LISTED RECORDS

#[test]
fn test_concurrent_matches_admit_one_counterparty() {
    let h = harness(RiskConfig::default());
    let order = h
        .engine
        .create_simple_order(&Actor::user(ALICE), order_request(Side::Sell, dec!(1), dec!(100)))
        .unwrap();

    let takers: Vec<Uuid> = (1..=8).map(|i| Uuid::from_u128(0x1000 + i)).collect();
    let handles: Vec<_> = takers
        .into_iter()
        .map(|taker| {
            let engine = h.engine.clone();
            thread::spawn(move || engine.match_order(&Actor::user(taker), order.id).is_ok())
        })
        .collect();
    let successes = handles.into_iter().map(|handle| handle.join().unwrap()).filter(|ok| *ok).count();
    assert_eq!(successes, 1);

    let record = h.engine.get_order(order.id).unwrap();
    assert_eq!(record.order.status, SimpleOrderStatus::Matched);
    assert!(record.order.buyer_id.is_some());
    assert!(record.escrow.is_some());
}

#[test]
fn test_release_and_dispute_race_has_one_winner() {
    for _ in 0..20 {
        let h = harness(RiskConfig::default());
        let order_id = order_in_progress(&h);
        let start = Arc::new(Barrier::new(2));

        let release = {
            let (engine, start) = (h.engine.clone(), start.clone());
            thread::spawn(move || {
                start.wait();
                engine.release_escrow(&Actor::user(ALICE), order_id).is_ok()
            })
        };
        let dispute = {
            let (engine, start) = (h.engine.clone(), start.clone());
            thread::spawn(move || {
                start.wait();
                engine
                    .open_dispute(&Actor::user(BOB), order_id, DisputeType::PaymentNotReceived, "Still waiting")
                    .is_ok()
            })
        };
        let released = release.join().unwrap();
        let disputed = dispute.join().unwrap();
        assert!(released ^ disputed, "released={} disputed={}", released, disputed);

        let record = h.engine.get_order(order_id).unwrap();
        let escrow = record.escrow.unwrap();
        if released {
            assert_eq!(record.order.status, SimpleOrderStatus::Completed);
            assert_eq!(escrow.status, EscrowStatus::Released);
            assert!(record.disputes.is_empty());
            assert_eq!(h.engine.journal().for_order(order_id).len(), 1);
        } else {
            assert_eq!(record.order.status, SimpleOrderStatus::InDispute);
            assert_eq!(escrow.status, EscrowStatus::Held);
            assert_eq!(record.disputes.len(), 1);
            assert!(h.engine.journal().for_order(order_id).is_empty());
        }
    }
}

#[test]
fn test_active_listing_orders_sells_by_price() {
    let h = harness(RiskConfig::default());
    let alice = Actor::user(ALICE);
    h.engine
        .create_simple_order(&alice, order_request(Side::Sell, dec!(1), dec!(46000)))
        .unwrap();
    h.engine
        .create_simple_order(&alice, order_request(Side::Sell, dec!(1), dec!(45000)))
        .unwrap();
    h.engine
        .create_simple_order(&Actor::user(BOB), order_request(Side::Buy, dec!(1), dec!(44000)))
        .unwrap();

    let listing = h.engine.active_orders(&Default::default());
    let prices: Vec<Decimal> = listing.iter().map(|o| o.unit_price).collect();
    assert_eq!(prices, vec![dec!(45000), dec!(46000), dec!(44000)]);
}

PROBLEM DESCRIPTION
Filter the records for lines holding the string "collect". Copy each one.

RESULT
    let takers: Vec<Uuid> = (1..=8).map(|i| Uuid::from_u128(0x1000 + i)).collect();
        .collect();
    let prices: Vec<Decimal> = listing.iter().map(|o| o.unit_price).collect();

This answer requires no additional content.